How to exit from Python without traceback?

 

I would like to know how to I exit from Python without having an traceback dump on the output.

I still want want to be able to return an error code but I do not want to display the traceback log.

I want to be able to exit using exit(number) without trace but in case of an Exception (not an exit) I want the trace.

You are presumably encountering an exception and the program is exiting because of this (with a traceback). The first thing to do therefore is to catch that exception, before exiting cleanly (maybe with a message, example given).

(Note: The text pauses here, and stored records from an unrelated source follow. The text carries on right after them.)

//! linetrace - CLI entry point

use clap::Parser;
use tracing::info;
use tracing_subscriber::EnvFilter;

use linetrace::{
    exit_codes, BatchProgress, Cli, Commands, Config, ConfigError, Inkscape, OutputMode, Pipeline,
    PipelineConfig, Potrace, ProcessArgs, Workspace,
};

fn main() {
    tracing_subscriber::fmt()
        .with_env_filter(EnvFilter::try_from_default_env().unwrap_or_else(|_| "warn".into()))
        .with_writer(std::io::stderr)
        .init();

    let cli = Cli::parse();

    let code = match cli.command {
        Commands::Process(args) => match run_process(&args) {
            Ok(code) => code,
            Err(e) => {
                eprintln!("Error: {}", e);
                exit_codes::GENERAL_ERROR
            }
        },
        Commands::Info => run_info(),
    };

    std::process::exit(code);
}

// ============ Process Command ============

fn run_process(args: &ProcessArgs) -> anyhow::Result<i32> {
    // Resolve configuration: file (explicit path or default locations)
    // merged with CLI flags, then validated once up front.
    let file_config = match &args.config {
        Some(path) => match Config::load_from_path(path) {
            Ok(config) => config,
            Err(e) => {
                eprintln!("Configuration error: {}", e);
                return Ok(exit_codes::CONFIG_ERROR);
            }
        },
        None => Config::load().unwrap_or_else(|e| {
            eprintln!("Warning: failed to load config file: {}", e);
            Config::default()
        }),
    };
    let config = file_config.merge_with_cli(&args.overrides());
    if let Err(e) = config.validate() {
        eprintln!("Configuration error: {}", e);
        return Ok(exit_codes::CONFIG_ERROR);
    }

    let workspace = Workspace::new(&args.root);
    if !workspace.root.exists() {
        eprintln!("Error: workspace root does not exist: {}", workspace.root.display());
        return Ok(exit_codes::INPUT_NOT_FOUND);
    }
    workspace.scaffold()?;
    let moved = workspace.intake()?;
    if moved > 0 {
        info!(moved, "moved dropped images into input/");
    }

    if args.dry_run {
        print_execution_plan(&workspace, &config)?;
        return Ok(exit_codes::SUCCESS);
    }

    // Both collaborators must exist before any file is touched.
    let tracer = match Potrace::discover() {
        Ok(t) => t,
        Err(e) => return Ok(report_missing_tool(e)),
    };
    let exporter = match Inkscape::discover() {
        Ok(e) => e,
        Err(e) => return Ok(report_missing_tool(e)),
    };

    let mut progress = BatchProgress::new(OutputMode::from_flags(args.verbose, args.quiet));
    let pipeline = Pipeline::new(config, &tracer, &exporter);
    let summary = pipeline.run(&workspace, &mut progress)?;
    progress.print_summary(&summary);

    if summary.failures.is_empty() {
        Ok(exit_codes::SUCCESS)
    } else {
        Ok(exit_codes::GENERAL_ERROR)
    }
}

fn report_missing_tool(error: ConfigError) -> i32 {
    eprintln!("Error: {}", error);
    eprintln!("Please ensure the tool is installed and on your PATH.");
    exit_codes::CONFIG_ERROR
}

fn print_execution_plan(workspace: &Workspace, config: &PipelineConfig) -> std::io::Result<()> {
    let sources = workspace.discover()?;

    println!("=== Dry Run - Execution Plan ===");
    println!();
    println!("Workspace: {}", workspace.root.display());
    println!("Files to process: {}", sources.len());
    println!();
    println!("Pipeline Configuration:");
    println!("  Mode:             {:?}", config.mode);
    println!(
        "  Levels:           {}%,{}%",
        config.levels.low, config.levels.high
    );
    println!("  Invert:           {}", if config.invert { "on" } else { "off" });
    println!("  Threshold:        {}%", config.threshold_percent);
    println!("  Posterize colors: {}", config.posterize_colors);
    println!("  Turd size:        {}", config.turd_size);
    println!("  Opt tolerance:    {}", config.opt_tolerance);
    println!("  Export width:     {} px", config.export_width);
    println!("  Overwrite:        {}", if config.overwrite { "YES" } else { "NO" });
    println!();
    println!("Files:");
    for (i, source) in sources.iter().enumerate() {
        println!("  {}. {}", i + 1, source.display());
    }
    Ok(())
}

// ============ Info Command ============

fn run_info() -> i32 {
    println!("linetrace v{}", env!("CARGO_PKG_VERSION"));
    println!();

    println!("System Information:");
    println!("  Platform: {}", std::env::consts::OS);
    println!("  Arch: {}", std::env::consts::ARCH);

    println!();
    println!("External Tools:");
    linetrace::trace::report_tool("potrace", "Potrace", &["--version"]);
    linetrace::trace::report_tool("inkscape", "Inkscape", &["--version"]);

    println!();
    println!("Config File Locations:");
    println!("  Local: ./linetrace.toml");
    if let Some(config_dir) = dirs::config_dir() {
        println!(
            "  User:  {}",
            config_dir.join("linetrace/config.toml").display()
        );
    }

    exit_codes::SUCCESS
}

Try something like this in your main routine: 

import sys, traceback

def main():
    try:
        do main program stuff here
        ....
    except KeyboardInterrupt:
        print "Shutdown requested...exiting"
    except Exception:
        traceback.print_exc(file=sys.stdout)
    sys.exit(0)

if __name__ == "__main__":
    main()

Perhaps you're trying to catch all exceptions and this is catching the SystemExit exception raised by sys.exit() ? 

import sys

try:
    sys.exit(1) # Or something that calls sys.exit()
except SystemExit as e:
    sys.exit(e)
except:
    # Cleanup and reraise. This will print a backtrace.
    # (Insert your cleanup code here.)
    raise

In general, using except: without naming an exception is a bad idea. You'll catch all kinds of stuff you don't want to catch -- like SystemExit -- and it can also mask your own programming errors. My example above is silly, unless you're doing something in terms of cleanup. You could replace it with: 

import sys
sys.exit(1) # Or something that calls sys.exit().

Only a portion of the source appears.